Estamos en unos momentos en los que tenemos que reconocer y proclamar con valentía y sin complejos el valor y la belleza de la vocación cristiana. Hemos de vivir con gozo y ofrecer al mundo la radical novedad cristiana que se deriva del bautismo. Toda nuestra dignidad y riqueza vienen del Bautismo: ese momento decisivo de nuestra vida en el que nuestra existencia se unió de forma definitiva con la existencia misma de Cristo. “No es exagerado decir que toda la existencia del fiel laico tiene como objetivo el llevarlo a conocer la radical novedad cristiana que deriva del Bautismo, sacramento de la fe, con el fin de que pueda vivir sus compromisos bautismales según la vocación que ha recibido de Dios (...) El Bautismo nos regenera a la vida de los hijos de Dios; nos une a Jesucristo y a su Cuerpo que es la Iglesia y nos unge en el Espíritu Santo constituyéndonos en templos espirituales”(8). Tenemos que descubrir todas las riquezas espirituales que encierra el Bautismo. Y para descubrirlas es absolutamente esencial una verdadera iniciación cristiana. “Todo el patrimonio genético, por así decir, del cristiano se contiene en este sacramento. “Criatura nueva” (2 Cor 5,17), el bautizado tiene el deber de testimoniar en el mundo la novedad y la belleza de la vida recibida gratuitamente en Cristo. Las riquezas espirituales encerradas en el bautismo son asombrosas y es nuestra misión tratar de vivirlas en plenitud. Ser santo no significa otra cosa”(9).

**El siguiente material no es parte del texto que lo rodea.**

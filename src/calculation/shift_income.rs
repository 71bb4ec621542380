//! Per-shift income calculation.
//!
//! Combines the working-hours and night-hours calculations with the shift's
//! snapshotted hourly rate and the configured night-differential multiplier
//! to produce the monetary breakdown for a single shift.

use rust_decimal::Decimal;

use crate::config::Settings;
use crate::error::EngineResult;
use crate::models::Shift;

use super::night_hours::calculate_night_hours;
use super::working_hours::calculate_working_hours;

/// The income breakdown for a single shift.
#[derive(Debug, Clone, PartialEq)]
pub struct ShiftIncome {
    /// Pay for the hours outside the night window, at the base rate.
    pub regular_amount: Decimal,
    /// Pay for the hours inside the night window, at the base rate times
    /// the night-differential multiplier.
    pub night_amount: Decimal,
    /// Total gross pay (`regular_amount + night_amount`).
    pub total_amount: Decimal,
    /// Total worked hours.
    pub hours: Decimal,
    /// Worked hours inside the night window.
    pub night_hours: Decimal,
}

/// Calculates the gross income for a single shift.
///
/// Working hours and night hours come from
/// [`calculate_working_hours`](super::calculate_working_hours) and
/// [`calculate_night_hours`](super::calculate_night_hours) using the night
/// window from `settings`; regular hours are the difference. The shift's
/// own `hourly_rate` snapshot is used, so the caller must have resynced the
/// snapshot against the rate history beforehand.
///
/// # Returns
///
/// The [`ShiftIncome`] breakdown, or
/// [`EngineError::InvalidTimeFormat`](crate::error::EngineError::InvalidTimeFormat)
/// when any time string involved is malformed.
///
/// # Examples
///
/// ```
/// use workmate_engine::calculation::calculate_shift_income;
/// use workmate_engine::config::Settings;
/// use workmate_engine::models::Shift;
/// use chrono::NaiveDate;
/// use rust_decimal::Decimal;
///
/// let settings = Settings::default();
/// let shift = Shift::new(
///     NaiveDate::from_ymd_opt(2026, 1, 15).unwrap(),
///     "09:00",
///     "17:00",
///     60,
///     Decimal::new(1000, 0),
/// );
///
/// let income = calculate_shift_income(&shift, &settings).unwrap();
/// assert_eq!(income.total_amount, Decimal::new(7000, 0));
/// assert_eq!(income.night_hours, Decimal::ZERO);
/// ```
pub fn calculate_shift_income(shift: &Shift, settings: &Settings) -> EngineResult<ShiftIncome> {
    let hours = calculate_working_hours(&shift.start_time, &shift.end_time, shift.break_minutes)?;
    let night_hours = calculate_night_hours(
        &shift.start_time,
        &shift.end_time,
        shift.break_minutes,
        &settings.night_shift_start,
        &settings.night_shift_end,
    )?;
    let regular_hours = hours - night_hours;

    let regular_amount = regular_hours * shift.hourly_rate;
    let night_amount = night_hours * shift.hourly_rate * settings.night_shift_multiplier;

    Ok(ShiftIncome {
        regular_amount,
        night_amount,
        total_amount: regular_amount + night_amount,
        hours,
        night_hours,
    })
}

#[cfg(test)]
mod tests {
    use super::*;
    use chrono::NaiveDate;
    use std::str::FromStr;

    fn dec(s: &str) -> Decimal {
        Decimal::from_str(s).unwrap()
    }

    fn make_shift(start: &str, end: &str, break_minutes: u32, rate: &str) -> Shift {
        Shift::new(
            NaiveDate::from_ymd_opt(2026, 1, 15).unwrap(),
            start,
            end,
            break_minutes,
            dec(rate),
        )
    }

    /// SI-001: day shift, no night hours
    #[test]
    fn test_day_shift_income() {
        let income =
            calculate_shift_income(&make_shift("09:00", "17:00", 60, "1000"), &Settings::default())
                .unwrap();

        assert_eq!(income.hours, dec("7"));
        assert_eq!(income.night_hours, dec("0"));
        assert_eq!(income.regular_amount, dec("7000"));
        assert_eq!(income.night_amount, dec("0"));
        assert_eq!(income.total_amount, dec("7000"));
    }

    /// SI-002: full night shift at the 1.25 multiplier
    #[test]
    fn test_full_night_shift_income() {
        let income =
            calculate_shift_income(&make_shift("22:00", "05:00", 0, "1000"), &Settings::default())
                .unwrap();

        assert_eq!(income.hours, dec("7"));
        assert_eq!(income.night_hours, dec("7"));
        assert_eq!(income.regular_amount, dec("0"));
        // 7h x 1000 x 1.25
        assert_eq!(income.night_amount, dec("8750"));
        assert_eq!(income.total_amount, dec("8750"));
    }

    /// SI-003: evening shift splits into regular and night pay
    #[test]
    fn test_mixed_shift_income() {
        let income =
            calculate_shift_income(&make_shift("18:00", "23:00", 0, "1200"), &Settings::default())
                .unwrap();

        assert_eq!(income.hours, dec("5"));
        assert_eq!(income.night_hours, dec("1"));
        // 4h x 1200 + 1h x 1200 x 1.25
        assert_eq!(income.regular_amount, dec("4800"));
        assert_eq!(income.night_amount, dec("1500"));
        assert_eq!(income.total_amount, dec("6300"));
    }

    /// SI-004: totals are exactly additive
    #[test]
    fn test_totals_additive() {
        let income =
            calculate_shift_income(&make_shift("20:00", "02:00", 30, "1050"), &Settings::default())
                .unwrap();

        assert_eq!(income.total_amount, income.regular_amount + income.night_amount);
        assert!(income.night_hours <= income.hours);
    }

    /// SI-005: zero-rate shift earns nothing but still reports hours
    #[test]
    fn test_zero_rate_shift() {
        let income =
            calculate_shift_income(&make_shift("09:00", "17:00", 60, "0"), &Settings::default())
                .unwrap();

        assert_eq!(income.hours, dec("7"));
        assert_eq!(income.total_amount, dec("0"));
    }

    #[test]
    fn test_custom_multiplier() {
        let settings = Settings {
            night_shift_multiplier: dec("1.5"),
            ..Settings::default()
        };
        let income =
            calculate_shift_income(&make_shift("22:00", "05:00", 0, "1000"), &settings).unwrap();

        assert_eq!(income.total_amount, dec("10500"));
    }

    #[test]
    fn test_malformed_shift_fails_loudly() {
        let shift = make_shift("9am", "17:00", 0, "1000");
        assert!(calculate_shift_income(&shift, &Settings::default()).is_err());
    }
}
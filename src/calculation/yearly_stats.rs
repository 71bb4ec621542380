//! Yearly statistics and year-end projection.
//!
//! Folds monthly summaries into a [`YearlyIncomeStats`] record with a flat
//! linear extrapolation of year-end income and the threshold flags the tax
//! status classification builds on.

use rust_decimal::Decimal;

use crate::config::TaxPolicy;
use crate::models::{MonthlyIncome, YearlyIncomeStats};

/// Calculates yearly income statistics from monthly summaries.
///
/// Sums gross income, transportation allowance, and hours across the
/// supplied months (twelve or fewer). The year-end projection is a flat
/// linear extrapolation: the average gross of months that actually contain
/// shifts, applied to each month after `current_month`. With no months of
/// data the average is zero rather than a division error, so an empty year
/// projects to zero and reports full headroom.
///
/// The reported `year` is taken from the first supplied month (zero when
/// the input is empty).
///
/// # Arguments
///
/// * `monthly_incomes` - Monthly summaries, ordered by month
/// * `current_month` - The current calendar month (1-12), bounding the projection
/// * `tax` - The tax constants supplying the threshold
///
/// # Examples
///
/// ```
/// use workmate_engine::calculation::calculate_yearly_stats;
/// use workmate_engine::config::TaxPolicy;
///
/// let tax = TaxPolicy::default();
/// let stats = calculate_yearly_stats(&[], 6, &tax);
///
/// assert!(!stats.is_over_threshold);
/// assert_eq!(stats.remaining_to_threshold, tax.threshold);
/// ```
pub fn calculate_yearly_stats(
    monthly_incomes: &[MonthlyIncome],
    current_month: u32,
    tax: &TaxPolicy,
) -> YearlyIncomeStats {
    let year = monthly_incomes.first().map(|m| m.year).unwrap_or_default();

    let mut total_gross_income = Decimal::ZERO;
    let mut total_transportation_cost = Decimal::ZERO;
    let mut total_hours = Decimal::ZERO;

    for income in monthly_incomes {
        total_gross_income += income.gross_income;
        total_transportation_cost += income.transportation_cost;
        total_hours += income.total_hours;
    }

    let months_with_data = monthly_incomes.iter().filter(|m| m.shift_count > 0).count();
    let average_monthly_income = if months_with_data > 0 {
        total_gross_income / Decimal::from(months_with_data)
    } else {
        Decimal::ZERO
    };

    let remaining_months = Decimal::from(12u32.saturating_sub(current_month));
    let projected_year_end_income = total_gross_income + average_monthly_income * remaining_months;

    let remaining_to_threshold = (tax.threshold - total_gross_income).max(Decimal::ZERO);

    YearlyIncomeStats {
        year,
        total_gross_income,
        total_transportation_cost,
        total_hours,
        remaining_to_threshold,
        projected_year_end_income,
        is_over_threshold: total_gross_income > tax.threshold,
        will_exceed_threshold: projected_year_end_income > tax.threshold,
        monthly_breakdown: monthly_incomes.to_vec(),
    }
}
//! Automatic break suggestion.
//!
//! Evaluates the configured break rules against a shift's scheduled span to
//! pre-fill the break field on entry forms. Suggestions are never enforced.

use crate::config::BreakRule;
use crate::error::EngineResult;

use super::working_hours::calculate_working_hours;

/// Suggests an unpaid break duration for a scheduled shift.
///
/// Computes the break-free working hours of the span and evaluates the
/// rules ordered by descending `min_hours`, returning the break duration of
/// the first rule whose threshold is at or below the scheduled hours.
///
/// # Returns
///
/// The suggested break in minutes (0 when no rule matches), or
/// [`EngineError::InvalidTimeFormat`](crate::error::EngineError::InvalidTimeFormat)
/// when either time string is malformed.
///
/// # Examples
///
/// ```
/// use workmate_engine::calculation::calculate_auto_break;
/// use workmate_engine::config::Settings;
///
/// let settings = Settings::default();
///
/// // A nine-hour span matches the 8h -> 60min rule.
/// let minutes = calculate_auto_break("09:00", "18:00", &settings.break_rules).unwrap();
/// assert_eq!(minutes, 60);
/// ```
pub fn calculate_auto_break(
    start_time: &str,
    end_time: &str,
    rules: &[BreakRule],
) -> EngineResult<u32> {
    let scheduled_hours = calculate_working_hours(start_time, end_time, 0)?;

    // Apply the highest applicable threshold.
    let mut sorted: Vec<&BreakRule> = rules.iter().collect();
    sorted.sort_by(|a, b| b.min_hours.cmp(&a.min_hours));

    for rule in sorted {
        if scheduled_hours >= rule.min_hours {
            return Ok(rule.break_minutes);
        }
    }

    Ok(0)
}
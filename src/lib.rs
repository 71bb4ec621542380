//! Income calculation engine for part-time shift tracking.
//!
//! This crate provides the pure computational core of a personal
//! shift-tracking and income-management tool: it converts raw shift records
//! and configurable pay rules into working-hour breakdowns, night-differential
//! pay, monthly and yearly aggregates, and projections against the Japanese
//! ¥1,030,000 ("103万円") dependent-income tax threshold.
//!
//! The engine performs no I/O and holds no state. Persistence, UI rendering,
//! export file generation, and notifications are external collaborators that
//! call into the functions of the [`calculation`] module with data shaped by
//! the [`models`] and [`config`] modules.

#![warn(missing_docs)]

pub mod calculation;
pub mod config;
pub mod error;
pub mod models;
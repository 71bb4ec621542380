//! Derived income aggregate models.
//!
//! `MonthlyIncome` and `YearlyIncomeStats` are computed views over shift
//! data, never stored; they are produced by
//! [`calculate_monthly_income`](crate::calculation::calculate_monthly_income)
//! and [`calculate_yearly_stats`](crate::calculation::calculate_yearly_stats).

use rust_decimal::Decimal;
use serde::{Deserialize, Serialize};

/// Income summary for a single calendar month.
#[derive(Debug, Clone, PartialEq, Serialize, Deserialize)]
pub struct MonthlyIncome {
    /// The calendar year.
    pub year: i32,
    /// The calendar month (1-12).
    pub month: u32,
    /// Total worked hours across all shifts in the month.
    pub total_hours: Decimal,
    /// Hours worked outside the night window.
    pub regular_hours: Decimal,
    /// Hours worked inside the night window.
    pub night_hours: Decimal,
    /// Gross income for the month including the night differential.
    pub gross_income: Decimal,
    /// Flat monthly transportation allowance (non-taxable, from settings).
    pub transportation_cost: Decimal,
    /// Number of shifts folded into this summary.
    pub shift_count: usize,
}

/// Yearly income statistics with a linear year-end projection and
/// tax-threshold proximity flags.
#[derive(Debug, Clone, PartialEq, Serialize, Deserialize)]
pub struct YearlyIncomeStats {
    /// The calendar year.
    pub year: i32,
    /// Total gross income across the supplied months.
    pub total_gross_income: Decimal,
    /// Total non-taxable transportation allowance across the supplied months.
    pub total_transportation_cost: Decimal,
    /// Total worked hours across the supplied months.
    pub total_hours: Decimal,
    /// Remaining headroom to the tax threshold, floored at zero.
    pub remaining_to_threshold: Decimal,
    /// Linear projection of year-end income: actual income plus the average
    /// of months with data extrapolated over the remaining months.
    pub projected_year_end_income: Decimal,
    /// Whether gross income has already exceeded the tax threshold.
    pub is_over_threshold: bool,
    /// Whether the projected year-end income exceeds the tax threshold.
    pub will_exceed_threshold: bool,
    /// The per-month breakdown the statistics were computed from.
    pub monthly_breakdown: Vec<MonthlyIncome>,
}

4.- Llamados a ser levadura evangélica.
Lo que más nos tiene que preocupar no es el ser pocos, sino el ser irrelevantes y marginales. La sal en las comidas es poca, pero da sabor; la cantidad de levadura en la masa es pequeña, pero la hace fermentar. Lo que tiene que preocuparnos es la mediocridad. Si la sal se vuelve sosa sólo sirve para que la pise la gente (Mt 5,13). Lo que verdaderamente debe inquietarnos es el conformismo y la pasividad. La cultura dominante es muy seductora y uno cae muy fácilmente en sus redes. Tenemos que estar muy vigilantes para no sucumbir ante esa tentación. Tenemos que recuperar un cristianismo verdaderamente audaz e incisivo que reclame su puesto y su presencia pública en la sociedad. Es un deber de caridad: el mundo necesita esa presencia. La sociedad, dominada por una cultura que ahoga valores muy sagrados de la persona humana está reclamando esa presencia activa y transformadora de los cristianos; y no se lo podemos negar: La creación con expectación desea vivamente la manifestación de los hijos de Dios (Rom 8,19).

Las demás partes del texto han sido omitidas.